John closed his eyes as a strange, incandescent vibration shimmered through him.
The new feminine voice was husky and smooth, like smoke exhaled over the most expensive brandy. It slid between his ribs like a smooth assassins’ blade, nicking at a heart that hadn’t ticked for at least a century. It both stirred and soothed him in equal measure.
“Like I said earlier, miss, this isna kindness, it’s a service. One ye paid generously for, so enjoy it with our blessing and warm yer wee bones before ye shiver right out of them.”
John had always been an appreciator of the Scottish brogue, but this woman’s pitch could likely offend sensitive dogs. It was especially jarring after the crisp, clear notes of British gentility.

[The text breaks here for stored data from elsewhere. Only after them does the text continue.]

//! Contract between the orchestrator and whatever persists final rows

use async_trait::async_trait;

use crate::errors::EngineResult;
use crate::models::{Row, WriteBackConfig};

/// Persists the rows that reach a `write_back` step.
///
/// Called exactly once per `write_back` step during execute and never during
/// preview. An `Err` aborts the run.
#[async_trait]
pub trait WriteBackHandler: Send + Sync {
    async fn write_back(&self, rows: &[Row], config: &WriteBackConfig) -> EngineResult<()>;
}

#[async_trait]
impl<T> WriteBackHandler for std::sync::Arc<T>
where
    T: WriteBackHandler + ?Sized,
{
    async fn write_back(&self, rows: &[Row], config: &WriteBackConfig) -> EngineResult<()> {
        (**self).write_back(rows, config).await
    }
}
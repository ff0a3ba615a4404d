//! Recipe service: loading, targeting and running recipes
//!
//! The service layer owns everything around a run that the engine itself
//! stays out of: fetching recipes from a [`RecipeStore`], pointing a stored
//! recipe at a concrete board, and recording each execute run.

use chrono::Utc;
use indexmap::IndexMap;
use std::sync::Arc;
use tracing::{info, warn};
use uuid::Uuid;

use crate::errors::EngineResult;
use crate::models::{
    Recipe, RecipeExecuteResult, RecipePreviewResult, RecipeStep, Row, RunOptions,
    WriteBackStrategy,
};
use crate::pipeline::{RecipeEngine, WriteBackHandler};
use crate::store::{RecipeStore, RunRecord};

/// Where a recipe's upsert steps should write for one run
#[derive(Debug, Clone, Default, PartialEq)]
pub struct WriteBackTarget {
    pub board_id: String,
    /// Replaces the step's own mapping when set
    pub column_mapping: Option<IndexMap<String, String>>,
    /// Replaces the step's key column when set
    pub key_column: Option<String>,
}

impl WriteBackTarget {
    pub fn new(board_id: impl Into<String>) -> Self {
        Self {
            board_id: board_id.into(),
            ..Self::default()
        }
    }

    pub fn with_column_mapping(mut self, mapping: IndexMap<String, String>) -> Self {
        self.column_mapping = Some(mapping);
        self
    }

    pub fn with_key_column(mut self, key_column: impl Into<String>) -> Self {
        self.key_column = Some(key_column.into());
        self
    }
}

pub struct RecipeService {
    store: Arc<dyn RecipeStore>,
    engine: RecipeEngine,
}

impl RecipeService {
    pub fn new(store: Arc<dyn RecipeStore>, engine: RecipeEngine) -> Self {
        Self { store, engine }
    }

    pub async fn load(&self, recipe_id: &str) -> EngineResult<Recipe> {
        Ok(self.store.get_recipe(recipe_id).await?)
    }

    /// Copy of `recipe` with every `external_upsert` step aimed at `target`.
    ///
    /// A missing `keyColumnId` is resolved through the (possibly replaced)
    /// column mapping. `recipe` itself is left untouched, so a stored recipe
    /// can be targeted at several boards.
    pub fn prepare_for_target(recipe: &Recipe, target: &WriteBackTarget) -> Recipe {
        let mut prepared = recipe.clone();

        for step in &mut prepared.steps {
            let RecipeStep::WriteBack(config) = step else {
                continue;
            };
            if config.strategy != WriteBackStrategy::ExternalUpsert {
                continue;
            }

            config.board_id = Some(target.board_id.clone());
            if let Some(mapping) = &target.column_mapping {
                config.column_mapping = Some(mapping.clone());
                // a stale id from the old mapping must not survive
                config.key_column_id = None;
            }
            if let Some(key_column) = &target.key_column {
                config.key_column = Some(key_column.clone());
                config.key_column_id = None;
            }
            if config.key_column_id.is_none() {
                config.key_column_id = match (&config.key_column, &config.column_mapping) {
                    (Some(key), Some(mapping)) => mapping.get(key).cloned(),
                    _ => None,
                };
            }
        }

        prepared
    }

    pub async fn preview(
        &self,
        recipe: &Recipe,
        rows: &[Row],
        options: RunOptions,
    ) -> EngineResult<RecipePreviewResult> {
        self.engine.preview(recipe, rows, options).await
    }

    /// Execute `recipe` and record the run.
    ///
    /// Failed runs are not recorded; a failure to record a successful run is
    /// logged and does not fail the call.
    pub async fn execute(
        &self,
        recipe: &Recipe,
        rows: &[Row],
        options: RunOptions,
        handler: &dyn WriteBackHandler,
    ) -> EngineResult<RecipeExecuteResult> {
        recipe.check_write_back_ready()?;

        let started_at = Utc::now();
        let result = self.engine.execute(recipe, rows, options, handler).await?;
        let record = RunRecord {
            id: Uuid::new_v4(),
            recipe_id: recipe.id.clone(),
            recipe_version: recipe.version,
            rows_processed: result.rows_processed,
            rows_written: result.rows_written,
            error_count: result.errors.len(),
            started_at,
            finished_at: Utc::now(),
        };

        let run_id = record.id;
        match self.store.record_run(record).await {
            Ok(()) => info!("Recorded run {} of recipe {}", run_id, recipe.id),
            Err(e) => warn!("Failed to record run of recipe {}: {}", recipe.id, e),
        }
        Ok(result)
    }

    pub async fn execute_stored(
        &self,
        recipe_id: &str,
        target: &WriteBackTarget,
        rows: &[Row],
        options: RunOptions,
        handler: &dyn WriteBackHandler,
    ) -> EngineResult<RecipeExecuteResult> {
        let recipe = self.load(recipe_id).await?;
        let prepared = Self::prepare_for_target(&recipe, target);
        self.execute(&prepared, rows, options, handler).await
    }
}

#[cfg(test)]
mod tests {
    use super::*;
    use crate::errors::EngineError;
    use crate::models::WriteBackConfig;
    use crate::store::InMemoryRecipeStore;
    use async_trait::async_trait;
    use serde_json::json;

    struct Accept;

    #[async_trait]
    impl WriteBackHandler for Accept {
        async fn write_back(&self, _rows: &[Row], _config: &WriteBackConfig) -> EngineResult<()> {
            Ok(())
        }
    }

    fn stored_recipe() -> Recipe {
        Recipe::from_value(json!({
            "id": "contacts",
            "name": "Contacts",
            "version": 2,
            "steps": [
                {"type": "validate", "config": {"rules": [
                    {"type": "required", "field": "email"}
                ]}},
                {"type": "write_back", "config": {
                    "strategy": "external_upsert",
                    "keyColumn": "email"
                }}
            ]
        }))
        .unwrap()
    }

    fn write_back_config(recipe: &Recipe) -> &WriteBackConfig {
        recipe
            .steps
            .iter()
            .find_map(|step| match step {
                RecipeStep::WriteBack(config) => Some(config),
                _ => None,
            })
            .unwrap()
    }

    fn mapping() -> IndexMap<String, String> {
        [("email", "email_col"), ("name", "name_col")]
            .into_iter()
            .map(|(k, v)| (k.to_string(), v.to_string()))
            .collect()
    }

    #[test]
    fn test_prepare_for_target_fills_and_leaves_original_alone() {
        let recipe = stored_recipe();
        let target = WriteBackTarget::new("board-7").with_column_mapping(mapping());

        let prepared = RecipeService::prepare_for_target(&recipe, &target);
        let config = write_back_config(&prepared);
        assert_eq!(config.board_id.as_deref(), Some("board-7"));
        assert_eq!(config.key_column_id.as_deref(), Some("email_col"));
        assert_eq!(config.column_mapping.as_ref(), Some(&mapping()));

        let original = write_back_config(&recipe);
        assert!(original.board_id.is_none());
        assert!(original.column_mapping.is_none());
        assert!(original.key_column_id.is_none());
    }

    #[test]
    fn test_prepare_for_target_key_column_override() {
        let target = WriteBackTarget::new("b")
            .with_column_mapping(mapping())
            .with_key_column("name");
        let prepared = RecipeService::prepare_for_target(&stored_recipe(), &target);
        assert_eq!(
            write_back_config(&prepared).key_column_id.as_deref(),
            Some("name_col")
        );
    }

    #[tokio::test]
    async fn test_execute_stored_records_run() {
        let store = Arc::new(InMemoryRecipeStore::new());
        store.save_recipe(stored_recipe()).await.unwrap();
        let service = RecipeService::new(store.clone(), RecipeEngine::new());
        let rows: Vec<Row> =
            serde_json::from_value(json!([{"email": "a@x.com"}, {"email": ""}])).unwrap();

        let target = WriteBackTarget::new("board-7").with_column_mapping(mapping());
        let result = service
            .execute_stored("contacts", &target, &rows, RunOptions::default(), &Accept)
            .await
            .unwrap();
        assert_eq!(result.rows_processed, 2);
        assert_eq!(result.errors.len(), 1);

        let runs = store.list_runs("contacts").await.unwrap();
        assert_eq!(runs.len(), 1);
        assert_eq!(runs[0].recipe_version, 2);
        assert_eq!(runs[0].error_count, 1);
        assert!(runs[0].finished_at >= runs[0].started_at);
    }

    #[tokio::test]
    async fn test_execute_untargeted_recipe_fails_without_recording() {
        let store = Arc::new(InMemoryRecipeStore::new());
        let service = RecipeService::new(store.clone(), RecipeEngine::new());

        let err = service
            .execute(&stored_recipe(), &[], RunOptions::default(), &Accept)
            .await
            .unwrap_err();
        assert!(matches!(err, EngineError::Configuration { .. }));
        assert!(store.list_runs("contacts").await.unwrap().is_empty());
    }

    #[tokio::test]
    async fn test_load_missing_recipe() {
        let service = RecipeService::new(Arc::new(InMemoryRecipeStore::new()), RecipeEngine::new());
        assert!(matches!(
            service.load("nope").await,
            Err(EngineError::Store(_))
        ));
    }
}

He poked his head back through the wardrobe doors to find who belonged to such a sound, and realized immediately why he’d missed her before.
Dressed in the most peculiar plain grey wool cloak that’d been soaked through, the slip of a woman had flattened herself against the grey stone wall just inside the door, her skirts protecting an oddly shaped brown case on the floor beneath her. A plain, dark felt hat shadowed her features in the room only lit by two dim lanterns, but he could tell it had obviously not kept her ebony curls dry. The impression of a sharp jaw and shapely lips above a thick black scarf drew the rest of him from the wardrobe to investigate.

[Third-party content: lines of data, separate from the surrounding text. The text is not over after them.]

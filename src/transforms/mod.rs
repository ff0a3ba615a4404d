//! Format transform library
//!
//! Every transform is a pure function of one field value (plus its options
//! and, for a couple of kinds, sibling fields of the same row). Transforms are
//! total: input they do not understand is returned unchanged rather than
//! reported as an error.

use serde::{Deserialize, Serialize};
use strum::{AsRefStr, Display, EnumIter, EnumString};

use crate::models::{Row, TransformOptions, Value};

pub mod dates;
pub mod geo;
pub mod numeric;
pub mod phone;
pub mod text;

/// Signature shared by all single-field transforms
pub type FieldTransformFn = fn(&Value, &TransformOptions, &Row) -> Value;

/// A field name and the value a transform wants written to it
pub type FieldUpdate = (String, Value);

#[derive(
    Debug,
    Clone,
    Copy,
    PartialEq,
    Eq,
    Hash,
    Serialize,
    Deserialize,
    Display,
    EnumString,
    EnumIter,
    AsRefStr,
)]
#[serde(rename_all = "snake_case")]
#[strum(serialize_all = "snake_case")]
pub enum TransformKind {
    TitleCase,
    EmailNormalize,
    PhoneE164,
    DateParse,
    IsoCountry,
    IsoState,
    CurrencyCode,
    NumberParse,
    TrimCollapseWhitespace,
    BooleanStandardize,
    TimezoneToUtc,
    Slugify,
    RoundNumeric,
    RoundToCurrency,
    NormalizePercentage,
    RemoveSpecialCharacters,
    SplitName,
    NormalizeAddress,
    SanitizeHtml,
}

impl TransformKind {
    /// Look up the single-field function for this kind.
    ///
    /// Returns `None` for transforms that write more than one field.
    pub fn field_fn(&self) -> Option<FieldTransformFn> {
        let f: FieldTransformFn = match self {
            TransformKind::TitleCase => text::title_case,
            TransformKind::EmailNormalize => text::email_normalize,
            TransformKind::PhoneE164 => phone::phone_e164,
            TransformKind::DateParse => dates::date_parse,
            TransformKind::IsoCountry => geo::iso_country,
            TransformKind::IsoState => geo::iso_state,
            TransformKind::CurrencyCode => numeric::currency_code,
            TransformKind::NumberParse => numeric::number_parse,
            TransformKind::TrimCollapseWhitespace => text::trim_collapse_whitespace,
            TransformKind::BooleanStandardize => numeric::boolean_standardize,
            TransformKind::TimezoneToUtc => dates::timezone_to_utc,
            TransformKind::Slugify => text::slugify,
            TransformKind::RoundNumeric => numeric::round_numeric,
            TransformKind::RoundToCurrency => numeric::round_to_currency,
            TransformKind::NormalizePercentage => numeric::normalize_percentage,
            TransformKind::RemoveSpecialCharacters => text::remove_special_characters,
            TransformKind::NormalizeAddress => text::normalize_address,
            TransformKind::SanitizeHtml => text::sanitize_html,
            TransformKind::SplitName => return None,
        };
        Some(f)
    }
}

/// Apply `kind` to `field` of `row`, returning the field writes it produces.
///
/// Rows missing `field` produce no writes. The row itself is never modified;
/// callers decide how to fold the updates into a new row.
pub fn apply_transform(
    kind: TransformKind,
    row: &Row,
    field: &str,
    options: &TransformOptions,
) -> Vec<FieldUpdate> {
    let Some(value) = row.get(field) else {
        return Vec::new();
    };

    match kind.field_fn() {
        Some(f) => vec![(field.to_string(), f(value, options, row))],
        None => text::split_name(field, value, options),
    }
}
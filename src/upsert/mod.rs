//! Writing normalized rows to an external board
//!
//! [`BatchUpserter`] owns the create-vs-update logic, throttling and
//! retries. [`BoardClient`] is the seam to the board itself; the
//! [`HttpBoardClient`] implementation talks GraphQL over HTTP. The handlers
//! adapt all of this to the pipeline's write-back step.

pub mod batch;
pub mod client;
pub mod handlers;
pub mod http;
pub mod key_index;
pub mod retry;

pub use batch::{BatchUpsertResult, BatchUpserter, RowOutcome, UpsertAction, FALLBACK_ITEM_NAME};
pub use client::{BoardClient, ColumnValues, ExistingItem, ItemId};
pub use handlers::{BoardWriteBack, ExportWriteBack, StrategyRouter};
pub use http::HttpBoardClient;
pub use key_index::{normalize_key, KeyIndex};
pub use retry::{Attempted, RetryPolicy};
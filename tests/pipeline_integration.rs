//! End-to-end recipe runs through the public engine API

use async_trait::async_trait;
use recipe_engine::models::{ErrorCode, Row, Value, WriteBackConfig, DEDUPE_DIFF_FIELD};
use recipe_engine::upsert::{ExportWriteBack, StrategyRouter};
use recipe_engine::{EngineError, EngineResult, Recipe, RecipeEngine, RunOptions, WriteBackHandler};
use serde_json::json;
use std::sync::Mutex;

/// Handler that fails the run if it is ever called
struct MustNotWrite;

#[async_trait]
impl WriteBackHandler for MustNotWrite {
    async fn write_back(&self, _rows: &[Row], _config: &WriteBackConfig) -> EngineResult<()> {
        Err(EngineError::write_back("preview must not write"))
    }
}

#[derive(Default)]
struct Captured {
    rows: Mutex<Vec<Vec<Row>>>,
}

#[async_trait]
impl WriteBackHandler for Captured {
    async fn write_back(&self, rows: &[Row], _config: &WriteBackConfig) -> EngineResult<()> {
        self.rows.lock().unwrap().push(rows.to_vec());
        Ok(())
    }
}

fn rows(value: Value) -> Vec<Row> {
    serde_json::from_value(value).unwrap()
}

fn contacts_recipe() -> Recipe {
    Recipe::from_value(json!({
        "id": "contacts",
        "name": "Contact cleanup",
        "version": 3,
        "steps": [
            {"type": "map_columns", "config": {"mapping": {
                "E-mail": "email", "Full Name": "name", "Phone": "phone"
            }}},
            {"type": "format", "config": {"transforms": [
                {"field": "email", "kind": "email_normalize"},
                {"field": "name", "kind": "title_case"},
                {"field": "phone", "kind": "phone_e164"}
            ]}},
            {"type": "validate", "config": {"rules": [
                {"type": "required", "field": "email"}
            ]}},
            {"type": "dedupe", "config": {"keys": ["email"]}},
            {"type": "write_back", "config": {
                "strategy": "external_upsert",
                "boardId": "123",
                "keyColumn": "email",
                "columnMapping": {"email": "email_col", "name": "text_col"}
            }}
        ]
    }))
    .unwrap()
}

fn contact_rows() -> Vec<Row> {
    rows(json!([
        {"E-mail": "Jane.Doe+news@Example.com", "Full Name": "jane doe", "Phone": "(415) 555-1234"},
        {"E-mail": "janedoe@example.com", "Full Name": "J. DOE", "Phone": "415 555 1234"},
        {"E-mail": "", "Full Name": "no email", "Phone": null}
    ]))
}

#[tokio::test]
async fn test_preview_normalizes_dedupes_and_never_writes() {
    let engine = RecipeEngine::new();
    let result = engine
        .preview(&contacts_recipe(), &contact_rows(), RunOptions::default())
        .await
        .unwrap();

    assert_eq!(result.rows.len(), 2);
    assert_eq!(result.rows[0]["email"], json!("janedoe@example.com"));
    assert_eq!(result.rows[0]["name"], json!("Jane Doe"));
    assert_eq!(result.rows[0]["phone"], json!("+14155551234"));

    let codes: Vec<ErrorCode> = result.errors.iter().map(|e| e.code).collect();
    assert_eq!(codes, vec![ErrorCode::Required, ErrorCode::DedupeExact]);
    assert_eq!(result.errors[0].row_index, 2);
    assert_eq!(result.errors[1].row_index, 1);

    assert!(result
        .diff
        .iter()
        .any(|d| d.row_index == 0 && d.field == "email"));
    assert!(result.diff.iter().any(|d| d.field == DEDUPE_DIFF_FIELD));

    // handing a failing handler to execute shows preview never needed one
    let err = engine
        .execute(&contacts_recipe(), &contact_rows(), RunOptions::default(), &MustNotWrite)
        .await
        .unwrap_err();
    assert!(matches!(err, EngineError::WriteBack { .. }));
}

#[tokio::test]
async fn test_preview_is_repeatable() {
    let engine = RecipeEngine::new();
    let input = contact_rows();
    let first = engine
        .preview(&contacts_recipe(), &input, RunOptions::default())
        .await
        .unwrap();
    let second = engine
        .preview(&contacts_recipe(), &input, RunOptions::default())
        .await
        .unwrap();
    assert_eq!(first, second);
    assert_eq!(input, contact_rows());
}

#[tokio::test]
async fn test_execute_hands_surviving_rows_to_handler() {
    let engine = RecipeEngine::new();
    let handler = Captured::default();
    let result = engine
        .execute(&contacts_recipe(), &contact_rows(), RunOptions::default(), &handler)
        .await
        .unwrap();

    assert_eq!(result.rows_processed, 3);
    assert_eq!(result.rows_written, 2);
    assert_eq!(result.errors.len(), 2);

    let written = handler.rows.lock().unwrap();
    assert_eq!(written.len(), 1);
    assert_eq!(written[0].len(), 2);
}

#[tokio::test]
async fn test_fuzzy_dedupe_is_gated_by_caller_capability() {
    let recipe = Recipe::from_value(json!({
        "id": "companies",
        "name": "Companies",
        "version": 1,
        "steps": [
            {"type": "dedupe", "config": {
                "keys": ["company"],
                "fuzzy": {"enabled": true, "threshold": 0.9}
            }}
        ]
    }))
    .unwrap();
    let input = rows(json!([
        {"company": "Acme Corporation"},
        {"company": "Acme Corporatoin"},
        {"company": "Globex"}
    ]));
    let engine = RecipeEngine::new();

    let blocked = engine
        .preview(&recipe, &input, RunOptions::with_fuzzy(false))
        .await
        .unwrap();
    assert_eq!(blocked.rows.len(), 3);
    assert_eq!(blocked.errors.len(), 1);
    assert!(blocked.errors[0].is_recipe_level());
    assert_eq!(blocked.errors[0].code, ErrorCode::DedupeFuzzyBlocked);

    let allowed = engine
        .preview(&recipe, &input, RunOptions::with_fuzzy(true))
        .await
        .unwrap();
    assert_eq!(allowed.rows.len(), 2);
    assert_eq!(allowed.errors[0].code, ErrorCode::DedupeFuzzy);
    assert_eq!(allowed.errors[0].row_index, 1);
}

#[tokio::test]
async fn test_mapping_missing_source_yields_null() {
    let recipe = Recipe::from_value(json!({
        "id": "m",
        "name": "Mapping",
        "version": 1,
        "steps": [
            {"type": "map_columns", "config": {"mapping": {"Zip": "postal_code"}}}
        ]
    }))
    .unwrap();
    let result = RecipeEngine::new()
        .preview(&recipe, &rows(json!([{"City": "Oslo"}])), RunOptions::default())
        .await
        .unwrap();
    assert_eq!(result.rows[0]["postal_code"], Value::Null);
    assert_eq!(result.rows[0]["City"], json!("Oslo"));
}

#[tokio::test]
async fn test_unknown_step_type_is_rejected() {
    let err = Recipe::from_json(
        r#"{"id":"x","name":"x","version":1,"steps":[{"type":"enrich","config":{}}]}"#,
    )
    .unwrap_err();
    assert!(matches!(err, EngineError::UnsupportedStep { step_type } if step_type == "enrich"));
}

#[tokio::test]
async fn test_export_strategy_through_router() {
    let recipe = Recipe::from_value(json!({
        "id": "e",
        "name": "Export",
        "version": 1,
        "steps": [
            {"type": "format", "config": {"transforms": [
                {"field": "country", "kind": "iso_country"}
            ]}},
            {"type": "write_back", "config": {"strategy": "export"}}
        ]
    }))
    .unwrap();
    let export = ExportWriteBack::new();
    let router = StrategyRouter::new().export(&export);

    RecipeEngine::new()
        .execute(
            &recipe,
            &rows(json!([{"name": "Ann", "country": "United States"}])),
            RunOptions::default(),
            &router,
        )
        .await
        .unwrap();

    assert_eq!(export.output().as_deref(), Some("name,country\nAnn,US\n"));
}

She’d been out in that bastard of a storm? This waifish girl? No wonder the Pitagowans had interrupted his peace to prepare the room for her. The laws of Highland hospitality—if there still was such a thing—would not have allowed them to deny anyone sanctuary.
“You have my gratitude all the same, Mrs. Pitagowan,” the woman said.
God, how he had missed the dulcet pronunciations of the gently bred ladies of his homeland. It’d been so long. He wanted to bid her to speak, to never stop.
“I told ye, call us Bess and Balthazar, everyone else does.” The innkeeper trundled over to the door and accepted a tray of tea, which she set on the small stand next to the bed. After, she squeezed around her husband, who’d returned with yet another cauldron of water, to the small brick fireplace on the far wall. Rolling up her sleeves, she squatted to arrange a fire.
“You must call me Vanessa, then.”
Vanessa. John tested the name on his tongue, and he thought he saw the woman tense beneath her layers.
Could she hear him already? The sun hadn’t gone down yet.
“Where are ye from, lass?” Bess asked, carrying on the conversation.
John found himself equally curious.
“My family resides in London, mostly,” Vanessa answered. “Though I am compelled to spend most of the time at our country estate in Derbyshire.”
John thought her reply rather curious, not only the phrase but the bleak note lurking beneath the false cheer she’d injected into her voice. Compelled. An interesting word.
If Bess thought it odd, she didn’t mention. “Where were ye headed in such a storm, if ye doona mind me asking?”
“Not at all.” Bending to drag the case with her, Vanessa rested it by the tea-laden table, out of the way of Balthazar’s and Dougal’s stomping feet. “I was on the road to Fort Augustus on Loch Ness when the blizzard overtook us.” She poured herself a cup of the steaming brew as she answered.
“Is yer family there?” Bess turned to cast a queer look at her. “Will they be fretting after ye?”
The lady didn’t bother to sweeten the tea; she simply lifted it to her soft mouth and puckered her lips to blow across the surface before taking a sip.
A strange, hollow longing overtook John as he watched her shiver with delight as she swallowed the warm liquid and let out an almost imperceptible sigh.